1998 German educational adventure game

Berlin Connection is a 1998 German educational adventure game by eku interactive that was released for Mac and Windows.

== Plot and game-play ==

The game sees the player take control of Roger Penrose, a journalist who researches the fall of the Berlin Wall in 1989. Throughout the game, he time travels to visit the wall at three points in its history. During this time, he falls in love with the East Berlin resident Katja. After they spend the night together, she is kidnapped and the kidnappers demand that he hand over incriminating photos that he took. Their demands lead to Roger beginning his own investigation.

The game is played in a first-person perspective. The player can navigate through photographs and click on hot-spots, as well as use their camera to take photos of key objects and use historical information provided in the game to locate items of interest. A sophisticated integrated, interactive newspaper provides the documentary background. It forms the interface to authentic reports and interviews, historical photos, original film clips and sound radio broadcasts.

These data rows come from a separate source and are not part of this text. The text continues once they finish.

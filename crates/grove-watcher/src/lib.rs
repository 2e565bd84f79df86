//! Grove Watcher - from files on disk to graph deltas
//!
//! Three pieces live here:
//!
//! - [`map_event`] and [`EventMapper`] turn a filesystem event into a delta
//! - [`load_vault`] walks a vault and produces the initial delta
//! - [`VaultWatcher`] listens for edits and emits events as they happen

pub mod error;
pub mod loader;
pub mod mapper;
pub mod watcher;

pub use error::{MapperError, WatchError};
pub use loader::{
    is_excluded, is_gitignored, is_visible, load_vault, LoadOptions, LoadResult,
    DEFAULT_EXCLUDED_DIRS,
};
pub use mapper::{map_event, EventMapper, FilesystemEvent};
pub use watcher::VaultWatcher;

The sequel to Berlin Connection (part 2) consists of 3 combined elements: a fictitious Berlin investigation committee to clarify the mysterious incidents and the existence of a Berlin Connection, a diary of Roger Penrose (both published on the Internet only), and a printed crime novel. In the tenth year after the fall of the Berlin Wall, Roger returns to Germany to find that the ghosts of the past are still very active. They prevent his testimony before a committee of inquiry, they spy on him and haunt him. He escapes several assassination attempts only through invisible helpers. Roger and his girlfriend go into hiding, but the pursuers have means of which he has no idea.

“Dangerous Game” takes characters and situations from the computer game and continues the plot in the present. The novel is self-contained and does not presuppose knowledge of the game. It is the first crime novel based on the motifs of a video game.

== Production ==

The game’s designer, Eku Wand, had previously made a name for himself in the interactive space with his multimedia production company Pixelpark, now Digitas Pixelpark, founded 1991 in Berlin. The original concept for the game was similar to a straightforward chess game of good and evil, but it was redesigned after inspiration was taken from the 1993 film The Innocent, which viewed secret agents as mysterious and enigmatic.

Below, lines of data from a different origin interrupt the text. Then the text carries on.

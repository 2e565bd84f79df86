//! Markdown codec - turns a note file into a GraphNode.
//!
//! Identity comes from the frontmatter `node_id` when present, otherwise
//! from the file path. Edges come from `[[wikilinks]]` in the body; a
//! list item like `- child_of [[parent]]` labels the link "child of".

use crate::frontmatter::{extract_frontmatter, strip_frontmatter};
use crate::node::{Edge, GraphNode, NodeId, UiMetadata};
use crate::path::path_to_id;
use once_cell::sync::Lazy;
use regex::Regex;

/// Headings this long or longer are not used as titles.
pub const MAX_HEADING_TITLE_CHARS: usize = 100;

static WIKILINK_RE: Lazy<Regex> =
    Lazy::new(|| Regex::new(r"\[\[([^\]|]+)(?:\|[^\]]*)?\]\]").unwrap());
static LABELLED_LINK_RE: Lazy<Regex> =
    Lazy::new(|| Regex::new(r"^\s*[-*]\s+([^\[\]]+?)\s*\[\[([^\]|]+)(?:\|[^\]]*)?\]\]").unwrap());
static HEADING_RE: Lazy<Regex> = Lazy::new(|| Regex::new(r"^#{1,6}\s+(.*\S)\s*$").unwrap());

/// Parses raw note text into a node.
///
/// Never fails: a note without frontmatter simply gets the
/// path-derived id and default metadata.
pub fn parse_node(content: &str, file_path: &str) -> GraphNode {
    let fm = extract_frontmatter(content);

    let id = match fm.node_id {
        Some(ref id) if !id.trim().is_empty() => NodeId::new(id.trim()),
        _ => path_to_id(file_path),
    };

    let ui_metadata = UiMetadata {
        color: fm.color,
        position: fm.position,
        is_context_node: fm.is_context_node.unwrap_or(false),
        contained_node_ids: fm.contained_node_ids,
        extra_frontmatter_fields: fm.extra,
    };

    GraphNode {
        id,
        outgoing_edges: extract_edges(strip_frontmatter(content)),
        content: content.to_string(),
        ui_metadata,
    }
}

/// Extracts links from a note body, in order of appearance.
///
/// Repeated `(target, label)` pairs are kept once.
pub fn extract_edges(body: &str) -> Vec<Edge> {
    let mut edges: Vec<Edge> = Vec::new();
    let mut push = |edge: Edge| {
        if !edges.contains(&edge) {
            edges.push(edge);
        }
    };

    for line in body.lines() {
        let mut rest = line;

        if let Some(caps) = LABELLED_LINK_RE.captures(line) {
            let label = caps[1].trim().replace('_', " ");
            push(Edge::new(link_target(&caps[2]), label));
            rest = &line[caps.get(0).map_or(0, |m| m.end())..];
        }

        for caps in WIKILINK_RE.captures_iter(rest) {
            push(Edge::to(link_target(&caps[1])));
        }
    }

    edges
}

fn link_target(raw: &str) -> NodeId {
    path_to_id(raw.trim())
}

/// Derives the display title of a node.
///
/// 1. frontmatter `title`
/// 2. the first heading line, if its text is under 100 characters
/// 3. the file name, with `_` and `-` turned into spaces
pub fn resolve_title(node: &GraphNode) -> String {
    let fm = extract_frontmatter(&node.content);
    if let Some(title) = fm.title {
        let title = title.trim();
        if !title.is_empty() {
            return title.to_string();
        }
    }

    if let Some(heading) = first_heading(strip_frontmatter(&node.content)) {
        if heading.chars().count() < MAX_HEADING_TITLE_CHARS {
            return heading.to_string();
        }
    }

    filename_title(&node.id)
}

/// Returns the text of the first heading line, if any.
fn first_heading(body: &str) -> Option<&str> {
    body.lines().find_map(|line| {
        HEADING_RE
            .captures(line)
            .and_then(|caps| caps.get(1))
            .map(|m| m.as_str())
    })
}

/// Humanizes the last path segment of an id.
pub fn filename_title(id: &NodeId) -> String {
    id.file_stem().replace(['_', '-'], " ")
}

The developers described the game as an “interactive documentary thriller”. Eku Wand compared the challenges of Interactive storytelling that a multimedia writer and director must reckon with to the rules of the classic game of chess. The official game website contains further information to help players solve the case, such as biographies of characters and transcripts of intercepted phone calls. The game is highly detailed, with features such as recreations of street art that was present in 1989. Berlin Connection was designed so that players could complete puzzles while absorbing historical background information. The game includes 3000 photographs and numerous genuine documents from recent German history. The complete production period lasted 5 years.

The game was showcased among others at transmediale 1997, World Expo 2000, and at the ISEA2000 Village convention of ISEA International in Paris.

== Critical reception ==

transmediale comments in an early preview before the official release: “Berlin Connection is more than an interactive photo-documentary of Berlin and the history of the east-west conflict. It is a fascinating crime story in which the dimensions of fiction and documentary overlap.” Sputnik MittenDuRch felt the game served as both a multimedia Berlin travel guide and a Thriller. Literatur-Café noted the game didn't push technological boundaries, but that this was expected given its financial constraints. Faculty of Cultural Studies at Technical University of Dortmund felt the price-performance ratio was good compared to other titles. Education portal learn:line NRW wrote that the game demonstrated how interactive media could be used to make contemporary history come alive in the classroom. Reviewer Thomas Kozianka felt it was an interesting way to build historical events into an adventure game narrative. Thomas Feibel wrote it would be an effective piece of media for both gamers and teachers. Adventure Archiv thought the puzzles were varied and well-integrated into the story. The German media scientist Rolf F. Nohr wrote in his game review in 2003: “It is not only the set and screen design or the (excellent) sound design that make up the quality of Berlin Connection. It is the specificity of the narrative approach that drives the pull of this narration.”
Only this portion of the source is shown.